** Task directions **
Wherever a line of the data contains "unreachable", copy that line.

[Stored items]
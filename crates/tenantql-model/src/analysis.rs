//! Ephemeral per-call analysis records

use serde::{Deserialize, Serialize};
use std::fmt;

#[derive(Debug, Clone, Copy, PartialEq, Eq, Serialize, Deserialize)]
#[serde(rename_all = "snake_case")]
pub enum Complexity {
    Simple,
    Complex,
}

/// Structural facts about a canonical query
#[derive(Debug, Clone, PartialEq, Serialize, Deserialize)]
pub struct QueryAnalysis {
    pub complexity: Complexity,
    pub tables_referenced: Vec<String>,
    pub columns_referenced: Vec<String>,
    pub has_join: bool,
    pub has_aggregation: bool,
    pub has_derived_field: bool,
    pub has_subquery: bool,

    /// Canonical fields with a derived mapping that the query touches,
    /// including those pulled in by `SELECT *`
    #[serde(default)]
    pub derived_fields: Vec<String>,
}

impl QueryAnalysis {
    pub fn is_simple(&self) -> bool {
        self.complexity == Complexity::Simple
    }

    pub fn references_column(&self, name: &str) -> bool {
        self.columns_referenced
            .iter()
            .any(|c| c.eq_ignore_ascii_case(name))
    }
}

#[derive(Debug, Clone, Copy, PartialEq, Eq, Serialize, Deserialize)]
#[serde(rename_all = "snake_case")]
pub enum JoinType {
    Inner,
    Left,
}

impl fmt::Display for JoinType {
    fn fmt(&self, f: &mut fmt::Formatter<'_>) -> fmt::Result {
        match self {
            JoinType::Inner => write!(f, "INNER JOIN"),
            JoinType::Left => write!(f, "LEFT JOIN"),
        }
    }
}

#[derive(Debug, Clone, PartialEq, Serialize, Deserialize)]
pub struct JoinStep {
    pub table: String,
    pub join_type: JoinType,
    pub condition: String,
}

/// Proposed way of reaching every needed tenant table from the primary one
#[derive(Debug, Clone, PartialEq, Serialize, Deserialize)]
pub struct JoinStrategy {
    pub primary_table: String,
    pub joins: Vec<JoinStep>,
    pub confidence: f64,

    /// Tables that were needed but could not be connected
    #[serde(default, skip_serializing_if = "Vec::is_empty")]
    pub unreachable: Vec<String>,
}

impl JoinStrategy {
    pub fn single(primary_table: impl Into<String>) -> Self {
        Self {
            primary_table: primary_table.into(),
            joins: Vec::new(),
            confidence: 1.0,
            unreachable: Vec::new(),
        }
    }

    /// Render as a FROM clause fragment, e.g. `awards LEFT JOIN recipients ON ...`
    pub fn to_sql(&self) -> String {
        let mut sql = self.primary_table.clone();
        for join in &self.joins {
            sql.push_str(&format!("\n{} {} ON {}", join.join_type, join.table, join.condition));
        }
        sql
    }
}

** Answer for the task **
    pub unreachable: Vec<String>,
            unreachable: Vec::new(),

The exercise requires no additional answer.